■ Brief
Determine how many lines in the entries below contain "LogSink", and output that number alone.

[Saved data entries]
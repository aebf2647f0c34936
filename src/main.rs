//! Mind's Eye entry point
//!
//! Handles platform-specific initialization and runs the game loop.

#[cfg(target_arch = "wasm32")]
use wasm_bindgen::prelude::*;

#[cfg(target_arch = "wasm32")]
mod wasm_game {
    use std::cell::RefCell;
    use std::rc::Rc;
    use wasm_bindgen::prelude::*;
    use web_sys::{Element, MouseEvent};

    use mind_eye::audio::AudioManager;
    use mind_eye::consts::*;
    use mind_eye::game::{Phase, ProgressSink, Session, Signal, SignalSink};
    use mind_eye::platform::LocalStore;
    use mind_eye::settings::Settings;

    /// Level transition splash duration in milliseconds
    const TRANSITION_MS: f64 = 1000.0;

    /// Audio handle shared between the session and the mute button
    #[derive(Clone)]
    struct SharedAudio(Rc<RefCell<AudioManager>>);

    impl SignalSink for SharedAudio {
        fn play(&mut self, signal: Signal) {
            self.0.borrow_mut().play(signal);
        }
    }

    /// Console reporting for level changes
    struct ConsoleProgress;

    impl ProgressSink for ConsoleProgress {
        fn level_advance(&mut self, level_index: u32, total_correct: u32) {
            log::info!(
                "Level {} up next ({} correct so far)",
                level_index,
                total_correct
            );
        }

        fn session_reset(&mut self) {
            log::info!("Session reset");
        }
    }

    /// Game instance holding all state
    struct Game {
        session: Session,
        audio: SharedAudio,
        settings: Settings,
        last_time: f64,
        /// Countdown for the level transition splash
        transition_left: f64,
        // Track phase to catch the entry into Transition
        last_phase: Phase,
        started: bool,
    }

    impl Game {
        fn new(seed: u64) -> Self {
            let settings = Settings::load();
            let audio = SharedAudio(Rc::new(RefCell::new(AudioManager::from_settings(&settings))));
            let session = Session::new(
                seed,
                Box::new(LocalStore::new()),
                Box::new(audio.clone()),
                Some(Box::new(ConsoleProgress)),
            );
            Self {
                session,
                audio,
                settings,
                last_time: 0.0,
                transition_left: 0.0,
                last_phase: Phase::Memorize,
                started: false,
            }
        }

        /// Advance the memorization and transition countdowns
        fn update(&mut self, dt_ms: f64) {
            if !self.started {
                return;
            }
            // Cap dt so a backgrounded tab doesn't eat the whole countdown
            let dt_ms = dt_ms.min(100.0);

            let phase = self.session.phase();
            if phase != self.last_phase {
                if phase == Phase::Transition {
                    self.transition_left = TRANSITION_MS;
                }
                self.last_phase = phase;
            }

            match phase {
                Phase::Memorize => self.session.update_timer(dt_ms as f32),
                Phase::Transition => {
                    self.transition_left -= dt_ms;
                    if self.transition_left <= 0.0 {
                        self.session.next_level();
                        rebuild_board(&self.session);
                    }
                }
                _ => {}
            }
        }

        fn toggle_mute(&mut self) {
            let muted = !self.audio.0.borrow().muted();
            self.audio.0.borrow_mut().set_muted(muted);
            self.settings.muted = muted;
            self.settings.save();
        }
    }

    /// Update HUD elements in DOM
    fn update_hud(game: &Game) {
        let window = web_sys::window().unwrap();
        let document = window.document().unwrap();
        let session = &game.session;

        if let Some(el) = document.get_element_by_id("hud-score") {
            el.set_text_content(Some(&format!("Score: {}", session.score())));
        }
        if let Some(el) = document.get_element_by_id("hud-best") {
            el.set_text_content(Some(&format!("Best: {}", session.best_score())));
        }
        if let Some(el) = document.get_element_by_id("hud-level") {
            el.set_text_content(Some(&format!("Level {}", session.level_index())));
        }

        // Status line mirrors the phase
        if let Some(el) = document.get_element_by_id("status-text") {
            let text = match session.phase() {
                Phase::Memorize => "Memorize!",
                Phase::Input => "Go!",
                Phase::Transition => "Next Level!",
                Phase::GameOver | Phase::Complete => "",
            };
            el.set_text_content(Some(text));
        }

        // Start overlay
        if let Some(el) = document.get_element_by_id("start-overlay") {
            let class = if game.started {
                "overlay hidden"
            } else {
                "overlay"
            };
            let _ = el.set_attribute("class", class);
        }

        // Game over overlay with final stats
        if let Some(el) = document.get_element_by_id("game-over") {
            if game.started && session.phase() == Phase::GameOver {
                let _ = el.set_attribute("class", "overlay");
                if let Some(score_el) = document.get_element_by_id("final-score") {
                    score_el.set_text_content(Some(&format!("Final Score: {}", session.score())));
                }
                if let Some(best_el) = document.get_element_by_id("final-best") {
                    best_el.set_text_content(Some(&format!("Best: {}", session.best_score())));
                }
            } else {
                let _ = el.set_attribute("class", "overlay hidden");
            }
        }

        // Mute button label
        if let Some(el) = document.get_element_by_id("mute-btn") {
            let muted = game.audio.0.borrow().muted();
            el.set_text_content(Some(if muted { "Unmute" } else { "Mute" }));
        }
    }

    /// Sync tile elements with the current level
    fn update_board(game: &Game) {
        let window = web_sys::window().unwrap();
        let document = window.document().unwrap();
        let session = &game.session;
        let memorizing = session.phase() == Phase::Memorize;

        for tile in &session.level().tiles {
            let Some(el) = document.get_element_by_id(&format!("tile-{}", tile.id)) else {
                continue;
            };
            let class = match tile.correct {
                Some(true) => "tile correct",
                Some(false) => "tile wrong",
                None if memorizing => "tile revealed",
                None => "tile",
            };
            let _ = el.set_attribute("class", class);

            // Numbers show during memorization and on judged tiles
            let text = if memorizing || tile.selected {
                tile.number.to_string()
            } else {
                String::new()
            };
            el.set_text_content(Some(&text));
        }
    }

    /// Recreate tile elements for the current level
    fn rebuild_board(session: &Session) {
        let window = web_sys::window().unwrap();
        let document = window.document().unwrap();
        let Some(board) = document.get_element_by_id("board") else {
            return;
        };
        board.set_inner_html("");

        for tile in &session.level().tiles {
            let Ok(el) = document.create_element("div") else {
                continue;
            };
            el.set_id(&format!("tile-{}", tile.id));
            let _ = el.set_attribute("class", "tile revealed");
            let _ = el.set_attribute(
                "style",
                &format!("left:{}px;top:{}px", tile.pos.x, tile.pos.y),
            );
            el.set_text_content(Some(&tile.number.to_string()));
            let _ = board.append_child(&el);
        }
    }

    pub fn run() {
        console_error_panic_hook::set_once();
        console_log::init_with_level(log::Level::Info).expect("Failed to init logger");

        log::info!("Mind's Eye starting...");

        let window = web_sys::window().expect("no window");
        let document = window.document().expect("no document");

        // Hide loading indicator
        if let Some(loading) = document.get_element_by_id("loading") {
            let _ = loading.set_attribute("class", "hidden");
        }

        // Size the board to match the placement coordinates
        if let Some(board) = document.get_element_by_id("board") {
            let _ = board.set_attribute(
                "style",
                &format!("width:{}px;height:{}px", BOARD_WIDTH, BOARD_HEIGHT),
            );
        }

        let seed = js_sys::Date::now() as u64;
        let game = Rc::new(RefCell::new(Game::new(seed)));
        log::info!("Game initialized with seed: {}", seed);

        rebuild_board(&game.borrow().session);

        setup_board_handler(game.clone());
        setup_start_button(game.clone());
        setup_play_again_button(game.clone());
        setup_mute_button(game.clone());

        request_animation_frame(game);

        log::info!("Mind's Eye running!");
    }

    /// One click listener on the board; tiles are matched by element id
    fn setup_board_handler(game: Rc<RefCell<Game>>) {
        let document = web_sys::window().unwrap().document().unwrap();
        if let Some(board) = document.get_element_by_id("board") {
            let closure = Closure::<dyn FnMut(_)>::new(move |event: MouseEvent| {
                let Some(target) = event.target() else { return };
                let Ok(el) = target.dyn_into::<Element>() else { return };
                let id = el.id();
                let Some(raw) = id.strip_prefix("tile-") else { return };
                let Ok(tile_id) = raw.parse::<u32>() else { return };
                game.borrow_mut().session.select_tile(tile_id);
            });
            let _ =
                board.add_event_listener_with_callback("click", closure.as_ref().unchecked_ref());
            closure.forget();
        }
    }

    fn setup_start_button(game: Rc<RefCell<Game>>) {
        let document = web_sys::window().unwrap().document().unwrap();
        if let Some(btn) = document.get_element_by_id("start-btn") {
            let closure = Closure::<dyn FnMut(_)>::new(move |_event: MouseEvent| {
                let mut g = game.borrow_mut();
                g.started = true;
                // Browsers unlock audio on the first user gesture
                g.audio.0.borrow().resume();
                log::info!("Run started");
            });
            let _ = btn.add_event_listener_with_callback("click", closure.as_ref().unchecked_ref());
            closure.forget();
        }
    }

    fn setup_play_again_button(game: Rc<RefCell<Game>>) {
        let document = web_sys::window().unwrap().document().unwrap();
        if let Some(btn) = document.get_element_by_id("play-again-btn") {
            let closure = Closure::<dyn FnMut(_)>::new(move |_event: MouseEvent| {
                let mut g = game.borrow_mut();
                g.session.reset();
                g.started = false;
                g.last_phase = Phase::Memorize;
                rebuild_board(&g.session);
                log::info!("Back to the start screen");
            });
            let _ = btn.add_event_listener_with_callback("click", closure.as_ref().unchecked_ref());
            closure.forget();
        }
    }

    fn setup_mute_button(game: Rc<RefCell<Game>>) {
        let document = web_sys::window().unwrap().document().unwrap();
        if let Some(btn) = document.get_element_by_id("mute-btn") {
            let closure = Closure::<dyn FnMut(_)>::new(move |_event: MouseEvent| {
                game.borrow_mut().toggle_mute();
            });
            let _ = btn.add_event_listener_with_callback("click", closure.as_ref().unchecked_ref());
            closure.forget();
        }
    }

    fn request_animation_frame(game: Rc<RefCell<Game>>) {
        let window = web_sys::window().unwrap();
        let closure = Closure::once(move |time: f64| {
            game_loop(game, time);
        });
        let _ = window.request_animation_frame(closure.as_ref().unchecked_ref());
        closure.forget();
    }

    fn game_loop(game: Rc<RefCell<Game>>, time: f64) {
        {
            let mut g = game.borrow_mut();

            let dt_ms = if g.last_time > 0.0 {
                time - g.last_time
            } else {
                0.0
            };
            g.last_time = time;

            g.update(dt_ms);
            update_hud(&g);
            update_board(&g);
        }

        request_animation_frame(game);
    }
}

#[cfg(target_arch = "wasm32")]
#[wasm_bindgen(start)]
pub fn wasm_main() {
    wasm_game::run();
}

#[cfg(not(target_arch = "wasm32"))]
fn main() {
    env_logger::init();
    log::info!("Mind's Eye (native) starting...");
    log::info!("The browser build is the playable one - run with `trunk serve`");

    demo_round();
}

#[cfg(target_arch = "wasm32")]
fn main() {
    // WASM entry point is wasm_main, this is just to satisfy the compiler
}

/// Scripted round against the in-memory store, printed to stdout
#[cfg(not(target_arch = "wasm32"))]
fn demo_round() {
    use mind_eye::consts::{MEMORIZE_MS, TILES_PER_LEVEL};
    use mind_eye::game::{Session, Signal, SignalSink};
    use mind_eye::platform::MemoryStore;

    // Prints signals instead of playing them
    struct LogSink;

    impl SignalSink for LogSink {
        fn play(&mut self, signal: Signal) {
            println!("  signal: {:?}", signal);
        }
    }

    println!("\nScripted round:");
    let mut session = Session::new(42, Box::new(MemoryStore::new()), Box::new(LogSink), None);
    println!(
        "Level {} sequence: {:?}",
        session.level_index(),
        session.level().sequence
    );

    session.update_timer(MEMORIZE_MS);
    for id in 0..TILES_PER_LEVEL {
        session.select_tile(id);
    }
    println!(
        "Level solved: score {}, next up level {}",
        session.score(),
        session.level_index()
    );

    session.next_level();
    session.update_timer(MEMORIZE_MS);
    session.select_tile(1); // deliberate miss
    println!("Missed on purpose: phase {:?}", session.phase());

    session.reset();
    println!("Best after reset: {}", session.best_score());
}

■ Answer section
3